▶ [What you should do]:
Check every line below for the string "impl", and copy the lines that contain it.

▶ [Provided data]:
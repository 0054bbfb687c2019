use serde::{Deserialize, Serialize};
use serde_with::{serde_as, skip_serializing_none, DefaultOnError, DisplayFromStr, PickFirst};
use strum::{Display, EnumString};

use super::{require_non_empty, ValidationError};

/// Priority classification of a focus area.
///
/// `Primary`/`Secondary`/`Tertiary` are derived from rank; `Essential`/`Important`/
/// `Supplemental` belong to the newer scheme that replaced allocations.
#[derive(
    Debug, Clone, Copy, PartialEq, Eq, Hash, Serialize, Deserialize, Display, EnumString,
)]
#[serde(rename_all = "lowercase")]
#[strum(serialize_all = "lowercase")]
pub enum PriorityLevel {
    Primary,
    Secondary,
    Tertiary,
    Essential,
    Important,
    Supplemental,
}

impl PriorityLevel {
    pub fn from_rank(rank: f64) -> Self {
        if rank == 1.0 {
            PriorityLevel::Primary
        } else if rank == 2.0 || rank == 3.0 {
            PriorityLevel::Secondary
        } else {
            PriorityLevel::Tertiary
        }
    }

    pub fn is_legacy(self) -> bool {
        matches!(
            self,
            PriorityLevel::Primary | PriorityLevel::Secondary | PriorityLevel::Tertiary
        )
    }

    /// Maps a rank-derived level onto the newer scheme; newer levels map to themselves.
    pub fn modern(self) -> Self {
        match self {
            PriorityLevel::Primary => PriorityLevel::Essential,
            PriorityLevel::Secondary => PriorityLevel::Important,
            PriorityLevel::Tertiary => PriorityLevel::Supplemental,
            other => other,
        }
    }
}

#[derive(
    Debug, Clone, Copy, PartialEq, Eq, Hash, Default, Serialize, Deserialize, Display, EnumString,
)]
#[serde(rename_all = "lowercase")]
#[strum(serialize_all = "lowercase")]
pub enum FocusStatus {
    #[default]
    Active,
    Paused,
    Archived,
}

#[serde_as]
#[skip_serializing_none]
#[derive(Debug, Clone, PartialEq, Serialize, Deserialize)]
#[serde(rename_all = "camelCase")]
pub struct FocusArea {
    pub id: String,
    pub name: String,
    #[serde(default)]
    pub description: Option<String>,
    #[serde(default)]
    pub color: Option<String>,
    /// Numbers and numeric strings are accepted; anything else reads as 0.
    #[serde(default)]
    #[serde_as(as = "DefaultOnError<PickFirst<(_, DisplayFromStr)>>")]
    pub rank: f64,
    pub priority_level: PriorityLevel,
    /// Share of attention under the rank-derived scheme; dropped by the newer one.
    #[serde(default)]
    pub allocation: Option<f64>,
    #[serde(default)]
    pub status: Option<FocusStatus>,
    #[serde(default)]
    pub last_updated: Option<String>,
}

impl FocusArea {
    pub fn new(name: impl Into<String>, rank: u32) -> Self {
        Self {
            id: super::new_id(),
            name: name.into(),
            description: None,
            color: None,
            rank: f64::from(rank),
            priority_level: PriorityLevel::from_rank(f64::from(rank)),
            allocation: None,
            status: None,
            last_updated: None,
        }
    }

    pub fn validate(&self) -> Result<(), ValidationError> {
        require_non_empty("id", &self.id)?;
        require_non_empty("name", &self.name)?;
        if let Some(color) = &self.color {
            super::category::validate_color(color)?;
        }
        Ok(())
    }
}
==
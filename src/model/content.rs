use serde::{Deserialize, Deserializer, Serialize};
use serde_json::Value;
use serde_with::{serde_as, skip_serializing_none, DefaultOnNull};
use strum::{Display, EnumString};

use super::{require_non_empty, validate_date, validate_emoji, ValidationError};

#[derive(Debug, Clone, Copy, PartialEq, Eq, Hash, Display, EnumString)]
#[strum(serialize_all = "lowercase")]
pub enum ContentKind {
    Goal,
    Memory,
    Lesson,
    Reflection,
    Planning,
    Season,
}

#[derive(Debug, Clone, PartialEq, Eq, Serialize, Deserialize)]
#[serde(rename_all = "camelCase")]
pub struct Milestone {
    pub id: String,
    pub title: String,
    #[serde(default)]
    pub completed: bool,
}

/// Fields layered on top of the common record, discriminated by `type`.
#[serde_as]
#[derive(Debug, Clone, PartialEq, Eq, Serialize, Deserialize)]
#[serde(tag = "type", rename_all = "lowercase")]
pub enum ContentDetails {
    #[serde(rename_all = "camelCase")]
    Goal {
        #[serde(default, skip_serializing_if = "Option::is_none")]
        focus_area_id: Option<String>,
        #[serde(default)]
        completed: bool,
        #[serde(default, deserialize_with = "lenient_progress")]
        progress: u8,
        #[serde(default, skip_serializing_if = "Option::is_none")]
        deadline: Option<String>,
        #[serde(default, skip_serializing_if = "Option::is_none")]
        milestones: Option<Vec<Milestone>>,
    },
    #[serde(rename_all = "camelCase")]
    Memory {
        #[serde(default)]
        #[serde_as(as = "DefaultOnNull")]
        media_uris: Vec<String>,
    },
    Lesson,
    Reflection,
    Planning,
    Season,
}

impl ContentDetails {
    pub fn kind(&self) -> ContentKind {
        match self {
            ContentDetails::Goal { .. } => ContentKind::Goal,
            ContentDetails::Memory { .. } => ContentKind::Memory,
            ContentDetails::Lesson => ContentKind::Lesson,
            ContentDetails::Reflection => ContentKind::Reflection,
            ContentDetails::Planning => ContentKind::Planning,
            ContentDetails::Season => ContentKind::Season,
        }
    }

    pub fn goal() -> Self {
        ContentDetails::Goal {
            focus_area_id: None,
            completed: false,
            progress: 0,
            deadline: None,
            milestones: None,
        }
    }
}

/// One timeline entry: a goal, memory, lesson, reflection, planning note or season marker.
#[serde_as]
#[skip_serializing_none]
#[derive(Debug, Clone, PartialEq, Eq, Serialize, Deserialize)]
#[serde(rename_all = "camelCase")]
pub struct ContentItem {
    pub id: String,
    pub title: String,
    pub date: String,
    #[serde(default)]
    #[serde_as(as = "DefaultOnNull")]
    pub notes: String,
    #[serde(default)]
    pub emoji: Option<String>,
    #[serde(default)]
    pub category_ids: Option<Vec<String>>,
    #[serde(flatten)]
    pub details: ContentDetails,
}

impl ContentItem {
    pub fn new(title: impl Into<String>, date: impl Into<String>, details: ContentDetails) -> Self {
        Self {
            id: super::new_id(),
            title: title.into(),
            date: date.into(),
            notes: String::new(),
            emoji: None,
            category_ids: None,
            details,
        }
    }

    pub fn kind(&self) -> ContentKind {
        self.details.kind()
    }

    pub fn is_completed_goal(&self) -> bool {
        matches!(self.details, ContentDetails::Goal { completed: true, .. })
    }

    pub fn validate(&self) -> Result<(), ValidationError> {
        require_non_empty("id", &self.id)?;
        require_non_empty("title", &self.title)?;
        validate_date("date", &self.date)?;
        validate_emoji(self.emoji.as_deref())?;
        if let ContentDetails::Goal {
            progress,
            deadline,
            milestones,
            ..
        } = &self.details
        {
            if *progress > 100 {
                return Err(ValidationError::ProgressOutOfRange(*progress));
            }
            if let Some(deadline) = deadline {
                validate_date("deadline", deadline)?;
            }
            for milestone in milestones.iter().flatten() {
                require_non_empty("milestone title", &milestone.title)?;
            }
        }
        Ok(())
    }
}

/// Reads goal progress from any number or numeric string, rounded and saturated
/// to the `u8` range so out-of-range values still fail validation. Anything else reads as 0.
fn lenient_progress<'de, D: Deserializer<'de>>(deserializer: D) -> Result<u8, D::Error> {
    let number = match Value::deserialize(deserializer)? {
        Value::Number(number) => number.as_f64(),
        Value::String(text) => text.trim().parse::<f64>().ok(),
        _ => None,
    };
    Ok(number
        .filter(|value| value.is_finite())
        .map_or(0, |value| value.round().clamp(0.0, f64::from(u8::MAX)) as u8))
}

▶ [Output for this task]:
impl PriorityLevel {
impl FocusArea {
    pub fn new(name: impl Into<String>, rank: u32) -> Self {
impl ContentDetails {
impl ContentItem {
    pub fn new(title: impl Into<String>, date: impl Into<String>, details: ContentDetails) -> Self {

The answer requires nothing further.